How AI Will Change The Way We Work
Beyond specs, agile, mobile, AI is the next disruption. Going forward, you’ll need to teach technology.
Artificial Intelligence, specifically machine learning, will likely cause a more significant shift for designers than the previous major design shifts from specifications to agile or from large screens to mobile devices. Designing AI will change the methods, tools, applications, and collaborators. Specifically, AI will bring us into an era of “teaching” technology. When specifying (waterfall), our craft was our limitation. When shaping (agile), collaboration was our limitation. With AI, our capacity to teach will be our primary limitation. We will need to develop new ways to articulate our design goals, such as through the creation of learning objectives and so-called AI utility functions.
This talk introduces designers to AI’s fundamental logic (learning), a few exemplary applications as well as how we might work with AI in a human-centered way. Importantly, as with the shift of jobs, as more work is automated, our design domain will change, bringing our attention to augmented human intelligence and human-machine collaboration.
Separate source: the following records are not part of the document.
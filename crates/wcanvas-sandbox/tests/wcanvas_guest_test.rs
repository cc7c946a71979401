//! Integration tests for the sandbox with the real circle generator.
//!
//! Tests load `tests/wcanvas_guest.wasm`, the release build of
//! `crates/wcanvas-guest`. When that file is missing the guest crate is built
//! for `wasm32-wasip1` into the test scratch directory; if that is not
//! possible either (target not installed), the tests are skipped with a note.

use std::path::{Path, PathBuf};
use std::process::Command;
use std::sync::OnceLock;
use std::thread;
use std::time::{Duration, Instant};

use wcanvas_sandbox::{
    decode_png, Bitmap, GuestImageSource, GuestProtocol, ImageSource, Pipeline, PipelineConfig,
    Surface, WasmConfig, WasmInstance, WasmSandbox,
};

const WASM_PATH: &str = concat!(env!("CARGO_MANIFEST_DIR"), "/tests/wcanvas_guest.wasm");
const GUEST_MANIFEST: &str = concat!(env!("CARGO_MANIFEST_DIR"), "/../wcanvas-guest/Cargo.toml");

fn build_guest() -> Option<PathBuf> {
    let target_dir = Path::new(env!("CARGO_TARGET_TMPDIR")).join("wcanvas-guest");
    let status = Command::new(env!("CARGO"))
        .args(["build", "--release", "--target", "wasm32-wasip1", "--manifest-path"])
        .arg(GUEST_MANIFEST)
        .arg("--target-dir")
        .arg(&target_dir)
        .status();

    match status {
        Ok(status) if status.success() => {
            Some(target_dir.join("wasm32-wasip1/release/wcanvas_guest.wasm"))
        }
        other => {
            eprintln!(
                "skipping: {} is missing and the guest could not be built ({:?})",
                WASM_PATH, other
            );
            None
        }
    }
}

fn guest_path() -> Option<&'static Path> {
    static GUEST: OnceLock<Option<PathBuf>> = OnceLock::new();
    GUEST
        .get_or_init(|| {
            let prebuilt = PathBuf::from(WASM_PATH);
            if prebuilt.is_file() {
                Some(prebuilt)
            } else {
                build_guest()
            }
        })
        .as_deref()
}

fn instantiate(path: &Path, config: WasmConfig) -> WasmInstance {
    let sandbox = WasmSandbox::new(config).expect("failed to create sandbox");
    let module = sandbox.load_module(path).expect("failed to load module");
    sandbox.instantiate(&module).expect("failed to instantiate")
}

/// Color at the center of a generated circle, which is always fully covered.
fn center_color(bitmap: &Bitmap) -> [u8; 4] {
    bitmap.get_pixel(15, 15).0
}

fn assert_circle(bytes: &[u8]) -> Bitmap {
    assert_eq!(&bytes[..8], b"\x89PNG\r\n\x1a\n");
    let bitmap = decode_png(bytes).expect("guest output should decode");
    assert_eq!(bitmap.dimensions(), (30, 30));
    assert_eq!(center_color(&bitmap)[3], 255);
    assert_eq!(bitmap.get_pixel(0, 0).0[3], 0);
    assert_eq!(bitmap.get_pixel(29, 29).0[3], 0);
    bitmap
}

#[test]
fn test_guest_exports_both_protocols() {
    let Some(path) = guest_path() else { return };
    let sandbox = WasmSandbox::new(WasmConfig::default()).expect("failed to create sandbox");
    let module = sandbox.load_module(path).expect("failed to load module");

    assert_eq!(module.name(), "wcanvas_guest");
    let exports: Vec<&str> = module.exports().collect();
    for name in ["generate_packed", "generate", "buffer_address", "buffer_length"] {
        assert!(exports.contains(&name), "should export '{}'", name);
    }
    assert_eq!(GuestProtocol::detect(&module).unwrap(), GuestProtocol::FixedBuffer);
}

#[test]
fn test_return_pointer_round_trip() {
    let Some(path) = guest_path() else { return };
    let instance = instantiate(path, WasmConfig::default());
    let memory_size = instance.memory_size();
    let mut source = GuestImageSource::new(instance, GuestProtocol::ReturnPointer);

    let first = source.generate().expect("generate_packed failed");
    let first_bitmap = assert_circle(&first);
    assert!(first.len() < memory_size);

    // The guest frees and reallocates its buffer; the host copy is unaffected
    let second = source.generate().expect("generate_packed failed");
    assert_circle(&second);
    assert_ne!(first, second, "two calls should draw two colors");
    assert_eq!(decode_png(&first).unwrap(), first_bitmap);
}

#[test]
fn test_fixed_buffer_round_trip() {
    let Some(path) = guest_path() else { return };
    let mut instance = instantiate(path, WasmConfig::default());

    // The buffer lives at one address for the life of the instance
    let address = instance.call_i32("buffer_address").unwrap().value;
    instance.call_void("generate").unwrap();
    assert_eq!(instance.call_i32("buffer_address").unwrap().value, address);
    assert!(instance.call_i32("buffer_length").unwrap().value > 0);

    let mut source = GuestImageSource::new(instance, GuestProtocol::FixedBuffer);
    let first = source.generate().expect("generate failed");
    let first_color = center_color(&assert_circle(&first));

    // The second call overwrites the guest buffer in place
    let second = source.generate().expect("generate failed");
    assert_circle(&second);
    assert_ne!(first, second, "two calls should draw two colors");
    assert_eq!(center_color(&decode_png(&first).unwrap()), first_color);
}

#[test]
fn test_guest_under_minimal_limits() {
    let Some(path) = guest_path() else { return };
    let instance = instantiate(path, WasmConfig::minimal());
    let mut source = GuestImageSource::new(instance, GuestProtocol::FixedBuffer);

    // Every call starts from the full budget
    for _ in 0..200 {
        assert_circle(&source.generate().expect("generate failed"));
    }
}

struct NullSurface;

impl Surface for NullSurface {
    fn present(&mut self, _canvas: &Bitmap) {}
}

#[test]
fn test_guest_behind_pipeline() {
    let Some(path) = guest_path() else { return };
    let source = GuestImageSource::new(
        instantiate(path, WasmConfig::default()),
        GuestProtocol::ReturnPointer,
    );
    let mut render = Pipeline::spawn(source, &PipelineConfig::default()).unwrap();
    let mut surface = NullSurface;

    let mut origins = Vec::new();
    let deadline = Instant::now() + Duration::from_secs(10);
    while origins.len() < 3 {
        assert!(Instant::now() < deadline, "guest pipeline stalled");
        if let Some(origin) = render.tick(&mut surface).unwrap().composited {
            origins.push(origin);
        }
        thread::sleep(Duration::from_millis(1));
    }

    assert_eq!(origins, vec![(0, 0), (30, 0), (60, 0)]);
    for (x, _) in origins {
        assert_eq!(render.canvas().pixel(x + 15, 15).unwrap()[3], 255);
    }
    assert_eq!(render.canvas().pixel(105, 15), Some([0, 0, 0, 0]));
}
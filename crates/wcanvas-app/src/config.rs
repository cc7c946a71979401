//! Application configuration file.

use std::path::Path;

use anyhow::{Context, Result};
use serde::{Deserialize, Serialize};
use wcanvas_sandbox::{GuestProtocol, PipelineConfig, WasmConfig};

/// Everything the `--config` JSON file can set. Missing fields keep their
/// defaults.
#[derive(Debug, Clone, Default, PartialEq, Serialize, Deserialize)]
#[serde(default)]
pub struct AppConfig {
    /// Sandbox runtime settings
    pub sandbox: WasmConfig,
    /// Canvas and frame pacing
    pub pipeline: PipelineConfig,
    /// Guest protocol; detected from the module's exports when unset
    pub protocol: Option<GuestProtocol>,
}

impl AppConfig {
    /// Read a JSON config file.
    pub fn load(path: &Path) -> Result<Self> {
        let text = std::fs::read_to_string(path)
            .with_context(|| format!("failed to read config {}", path.display()))?;
        Self::from_json(&text).with_context(|| format!("invalid config {}", path.display()))
    }

    /// Parse a JSON config document.
    pub fn from_json(text: &str) -> Result<Self> {
        Ok(serde_json::from_str(text)?)
    }
}

#[cfg(test)]
mod tests {
    use super::*;

    #[test]
    fn test_empty_document_is_default() {
        let config = AppConfig::from_json("{}").unwrap();
        assert_eq!(config, AppConfig::default());
        assert_eq!(config.pipeline.canvas_width, 300);
        assert!(config.protocol.is_none());
    }

    #[test]
    fn test_partial_document() {
        let config = AppConfig::from_json(
            r#"{
                "protocol": "fixed-buffer",
                "pipeline": { "frame_rate": 30 },
                "sandbox": { "fuel_limit": 5000000 }
            }"#,
        )
        .unwrap();
        assert_eq!(config.protocol, Some(GuestProtocol::FixedBuffer));
        assert_eq!(config.pipeline.frame_rate, 30);
        assert_eq!(config.pipeline.tile_size, 30);
        assert_eq!(config.sandbox.fuel_limit, Some(5_000_000));
    }

    #[test]
    fn test_unknown_protocol_rejected() {
        assert!(AppConfig::from_json(r#"{"protocol": "shared-memory"}"#).is_err());
    }

    #[test]
    fn test_missing_file() {
        let err = AppConfig::load(Path::new("/nonexistent/wcanvas.json")).unwrap_err();
        assert!(err.to_string().contains("failed to read config"));
    }
}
Lastly, designers will be charged with making this technology’s impact culturally positive.
Kristian Simsarian
Kristian Simsarian is a leading expert in innovation, design, creativity, technology, and education with over 25 years of experience. His mission is to increase the overlap of wisdom and technology. He believes in the power of creativity and design to humanize, enrich and positively transform the world. At age 25, an international committee of scientists selected Kristian as one of a dozen NATO distinguished fellows in robotics. In the 1990’s because the money for AI and robotics was coming from the military, Kristian moved to IDEO, a firm known for foregrounding human-centeredness and declining military work. At IDEO, Kristian served for eighteen years as a design and business leader, and later advisory fellow, helping build IDEO into the innovation powerhouse it is today. He has helped fortune 100, startups, governmental and non-profit organizations grow their offers, create design teams and scale design for better impact. Kristian holds several patents and peer-reviewed publications and his work was featured in business design books and periodicals including The New York Times, Business Week, Time Magazine, Huffington Post as well as BBC and MSNBC. He focused his career on developing radically new pedagogy, processes, and toolsets for increasing the capacity to humanize technology. Notably, Kristian brought 21st-century STEaM education to design students as founding chair of two California College of the Arts Interaction Design Programs, an award-winning BFA, and a new innovative Masters. He sits on the advisory board of the Berkeley Greater Good Science Center and a few other non-profits.